La luce alla fine del tunnel? Con l’arrivo del vaccino o di cure efficaci. Ma servirà che le fratture trovino un collante; che si sistemino le cose dalla sanità all’economia, che il marasma diminuisca. Ci vorrà tempo e solo così qualcosa di buono accadrà.
Oggi daremmo qualsiasi cosa per un lieto fine. Perché la storia si concluda al più presto e si riesca ad uscirne, ognuno per suo conto e tutti insieme. Possiamo cambiare a piacimento il termine che definisce questa conclusione. Almeno questa, di libertà, abbiamo conservata. Possiamo dunque immaginare che l’auspicato lieto fine sia un «abbraccio», un «contatto», una «parola» purché ravvicinata, una semplice «risata» ma finalmente senza paure. Non importa quale lieto fine, se è tale per ciascuno. Sarà comunque bello ed intenso.

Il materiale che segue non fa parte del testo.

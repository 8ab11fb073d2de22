use async_trait::async_trait;
use chrono::NaiveDate;
use sqlx::{FromRow, SqlitePool};
use std::sync::Arc;

use crate::persistence::SqliteRepositoryBase;
use kindling_domain::season::{SeasonDefinitionRepository, SeasonalEventDefinition, SeasonalRule};
use kindling_domain::shared::DomainError;

#[derive(FromRow)]
struct SeasonRow {
    id: String,
    name: String,
    year: i64,
    start_date: NaiveDate,
    end_date: NaiveDate,
    rules: String,
    is_active: bool,
}

impl SeasonRow {
    fn into_definition(self) -> Result<SeasonalEventDefinition, DomainError> {
        let rules: Vec<SeasonalRule> = serde_json::from_str(&self.rules).map_err(|e| {
            DomainError::Deserialization(format!("Season {} rules: {}", self.id, e))
        })?;

        SeasonalEventDefinition::new(
            self.id,
            self.name,
            self.year as i32,
            self.start_date,
            self.end_date,
            rules,
            self.is_active,
        )
    }
}

const SELECT_COLUMNS: &str = "id, name, year, start_date, end_date, rules, is_active";

pub struct SqliteSeasonDefinitionRepository {
    base: SqliteRepositoryBase,
}

impl SqliteSeasonDefinitionRepository {
    pub fn new(pool: Arc<SqlitePool>) -> Self {
        Self {
            base: SqliteRepositoryBase::new(pool),
        }
    }
}

#[async_trait]
impl SeasonDefinitionRepository for SqliteSeasonDefinitionRepository {
    async fn save(&self, definition: &SeasonalEventDefinition) -> Result<(), DomainError> {
        let rules = serde_json::to_string(definition.rules())
            .map_err(|e| DomainError::Serialization(format!("Season rules: {}", e)))?;

        let query = r#"
            INSERT INTO season_definitions (id, name, year, start_date, end_date, rules, is_active)
            VALUES (?1, ?2, ?3, ?4, ?5, ?6, ?7)
            ON CONFLICT(id) DO UPDATE SET
                name = ?2,
                year = ?3,
                start_date = ?4,
                end_date = ?5,
                rules = ?6,
                is_active = ?7
        "#;

        self.base
            .execute(
                sqlx::query(query)
                    .bind(definition.id())
                    .bind(definition.name())
                    .bind(definition.year() as i64)
                    .bind(definition.start_date())
                    .bind(definition.end_date())
                    .bind(rules)
                    .bind(definition.is_active()),
                "Save season definition",
            )
            .await?;

        Ok(())
    }

    async fn find_by_id(
        &self,
        id: &str,
    ) -> Result<Option<SeasonalEventDefinition>, DomainError> {
        let query = format!(
            "SELECT {} FROM season_definitions WHERE id = ?1",
            SELECT_COLUMNS
        );

        let row: Option<SeasonRow> = self
            .base
            .fetch_optional(sqlx::query_as(&query).bind(id), "Find season by id")
            .await?;

        row.map(|r| r.into_definition()).transpose()
    }

    async fn find_all(&self) -> Result<Vec<SeasonalEventDefinition>, DomainError> {
        let query = format!(
            "SELECT {} FROM season_definitions ORDER BY start_date",
            SELECT_COLUMNS
        );

        let rows: Vec<SeasonRow> = self
            .base
            .fetch_all(sqlx::query_as(&query), "Find all seasons")
            .await?;

        rows.into_iter().map(|r| r.into_definition()).collect()
    }

    async fn find_open_on(
        &self,
        date: NaiveDate,
    ) -> Result<Vec<SeasonalEventDefinition>, DomainError> {
        let query = format!(
            "SELECT {} FROM season_definitions \
             WHERE is_active = 1 AND start_date <= ?1 AND end_date >= ?1 \
             ORDER BY start_date",
            SELECT_COLUMNS
        );

        let rows: Vec<SeasonRow> = self
            .base
            .fetch_all(sqlx::query_as(&query).bind(date), "Find open seasons")
            .await?;

        rows.into_iter().map(|r| r.into_definition()).collect()
    }
}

Nel frattempo lo scenario rimane desolante. Cliccando sul telecomando assistiamo sempre alla stessa scena, letti di ospedale, visi sofferenti di pazienti, volti affannati di curanti, l’avvicendarsi di esperti e politici in un caleidoscopio variopinto di opinioni e previsioni. Una dimensione contraddittoria e straniante, che spesso lascia esterrefatti.
La comunicazione scientifica, sospinta bruscamente dall’urgenza di dare risposte, si avventura nel campo delle supposizioni e delle anticipazioni, deraglia dal suo campo e incorre in infortuni. D’altra parte è impossibile distogliere lo sguardo da questo scenario. Come farlo davanti ai tanti che la vita non sono riusciti a conservarla?
Avvertiamo alla fine due verità opposte ed inconciliabili, tutti auspichiamo un lieto fine e vorremmo avere fiducia, e nel frattempo abbiamo paura, proviamo l’angoscia dello smarrimento. Non riusciamo ad essere lucidi, ed il senso di tutto continua a sfuggirci, l’affanno blocca il respiro, per questo si alternano opposti stati d’animo. Stavolta più di prima si avverte uno spaesamento, la mancanza di punti di riferimento. Il difetto di coordinate che diano senso agli sforzi e indichino la meta.
È la recidiva che accresce lo stato di incertezza, alimentando oscuri presagi. Il passato non è servito a guarirci e renderci migliori; i sacrifici sono stati inutili. È la ripetizione oltre alla violenza stessa che accentua la gravità del male, creando angoscia e sfinimento.
Il contagio certo non è la «forma» eterna della convivenza sociale e passerà. Anche se non sappiamo quando. Intanto il ribellismo, lo scetticismo, l’incredulità hanno buon gioco, ma sono la risposta irrazionale all’oscurità del male e alla mancanza di una via di uscita. Il passato e il futuro sono appiattiti in un unico tempo, il presente, intriso solamente di angoscia e preoccupazione, senza orizzonti che diano senso e speranza.
La “normalità” del vivere, che auspichiamo, non può essere ripristino del vecchio ormai logoro e inadeguato, già apparso angoscioso, né fuga in avanti verso un domani qualsiasi: è riappropriazione della chiave giusta per discernere i passi da compiere, per scoprire il senso delle nostre azioni. Questo è il presente da desiderare: non ingannevole promessa, ma preparazione del futuro possibile.